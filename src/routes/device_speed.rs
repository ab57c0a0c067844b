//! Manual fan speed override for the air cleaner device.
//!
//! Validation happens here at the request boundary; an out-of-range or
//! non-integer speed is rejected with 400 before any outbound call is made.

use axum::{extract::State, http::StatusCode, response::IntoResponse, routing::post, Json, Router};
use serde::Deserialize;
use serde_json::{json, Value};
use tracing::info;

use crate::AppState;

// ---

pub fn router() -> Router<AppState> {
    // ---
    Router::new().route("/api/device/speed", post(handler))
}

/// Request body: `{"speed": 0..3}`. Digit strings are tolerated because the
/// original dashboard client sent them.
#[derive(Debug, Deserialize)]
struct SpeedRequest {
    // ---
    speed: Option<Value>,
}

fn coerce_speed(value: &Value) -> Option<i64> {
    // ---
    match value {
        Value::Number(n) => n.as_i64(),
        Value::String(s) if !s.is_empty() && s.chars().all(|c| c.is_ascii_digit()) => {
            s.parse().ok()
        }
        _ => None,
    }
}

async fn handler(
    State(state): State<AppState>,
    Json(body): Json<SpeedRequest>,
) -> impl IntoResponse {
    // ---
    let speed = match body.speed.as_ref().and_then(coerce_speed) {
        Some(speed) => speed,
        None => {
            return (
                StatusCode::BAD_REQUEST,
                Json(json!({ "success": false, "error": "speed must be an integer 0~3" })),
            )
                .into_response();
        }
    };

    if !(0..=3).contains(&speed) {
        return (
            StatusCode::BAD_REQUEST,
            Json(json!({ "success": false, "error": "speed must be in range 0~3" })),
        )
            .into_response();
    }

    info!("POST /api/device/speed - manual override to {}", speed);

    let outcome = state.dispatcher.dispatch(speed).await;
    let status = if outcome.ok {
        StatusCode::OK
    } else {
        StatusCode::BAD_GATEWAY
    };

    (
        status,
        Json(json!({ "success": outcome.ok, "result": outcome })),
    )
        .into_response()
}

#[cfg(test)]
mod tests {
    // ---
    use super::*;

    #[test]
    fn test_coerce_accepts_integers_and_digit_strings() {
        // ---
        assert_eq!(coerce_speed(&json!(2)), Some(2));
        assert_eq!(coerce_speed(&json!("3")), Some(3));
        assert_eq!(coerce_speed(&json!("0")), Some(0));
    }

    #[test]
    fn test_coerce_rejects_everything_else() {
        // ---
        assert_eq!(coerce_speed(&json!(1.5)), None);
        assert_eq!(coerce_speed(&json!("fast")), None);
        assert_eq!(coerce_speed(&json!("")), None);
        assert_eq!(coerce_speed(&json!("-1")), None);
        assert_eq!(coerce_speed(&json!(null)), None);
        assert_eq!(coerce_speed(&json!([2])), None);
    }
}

TASK TO CARRY OUT – Type out the whole listing above again, exactly as it stands.

REPLY –
filename src/routes/device_speed.rs
repository ab57c0a0c067844b
//! Manual fan speed override for the air cleaner device.
//!
//! Validation happens here at the request boundary; an out-of-range or
//! non-integer speed is rejected with 400 before any outbound call is made.

use axum::{extract::State, http::StatusCode, response::IntoResponse, routing::post, Json, Router};
use serde::Deserialize;
use serde_json::{json, Value};
use tracing::info;

use crate::AppState;

// ---

pub fn router() -> Router<AppState> {
    // ---
    Router::new().route("/api/device/speed", post(handler))
}

/// Request body: `{"speed": 0..3}`. Digit strings are tolerated because the
/// original dashboard client sent them.
#[derive(Debug, Deserialize)]
struct SpeedRequest {
    // ---
    speed: Option<Value>,
}

fn coerce_speed(value: &Value) -> Option<i64> {
    // ---
    match value {
        Value::Number(n) => n.as_i64(),
        Value::String(s) if !s.is_empty() && s.chars().all(|c| c.is_ascii_digit()) => {
            s.parse().ok()
        }
        _ => None,
    }
}

async fn handler(
    State(state): State<AppState>,
    Json(body): Json<SpeedRequest>,
) -> impl IntoResponse {
    // ---
    let speed = match body.speed.as_ref().and_then(coerce_speed) {
        Some(speed) => speed,
        None => {
            return (
                StatusCode::BAD_REQUEST,
                Json(json!({ "success": false, "error": "speed must be an integer 0~3" })),
            )
                .into_response();
        }
    };

    if !(0..=3).contains(&speed) {
        return (
            StatusCode::BAD_REQUEST,
            Json(json!({ "success": false, "error": "speed must be in range 0~3" })),
        )
            .into_response();
    }

    info!("POST /api/device/speed - manual override to {}", speed);

    let outcome = state.dispatcher.dispatch(speed).await;
    let status = if outcome.ok {
        StatusCode::OK
    } else {
        StatusCode::BAD_GATEWAY
    };

    (
        status,
        Json(json!({ "success": outcome.ok, "result": outcome })),
    )
        .into_response()
}

#[cfg(test)]
mod tests {
    // ---
    use super::*;

    #[test]
    fn test_coerce_accepts_integers_and_digit_strings() {
        // ---
        assert_eq!(coerce_speed(&json!(2)), Some(2));
        assert_eq!(coerce_speed(&json!("3")), Some(3));
        assert_eq!(coerce_speed(&json!("0")), Some(0));
    }

    #[test]
    fn test_coerce_rejects_everything_else() {
        // ---
        assert_eq!(coerce_speed(&json!(1.5)), None);
        assert_eq!(coerce_speed(&json!("fast")), None);
        assert_eq!(coerce_speed(&json!("")), None);
        assert_eq!(coerce_speed(&json!("-1")), None);
        assert_eq!(coerce_speed(&json!(null)), None);
        assert_eq!(coerce_speed(&json!([2])), None);
    }
}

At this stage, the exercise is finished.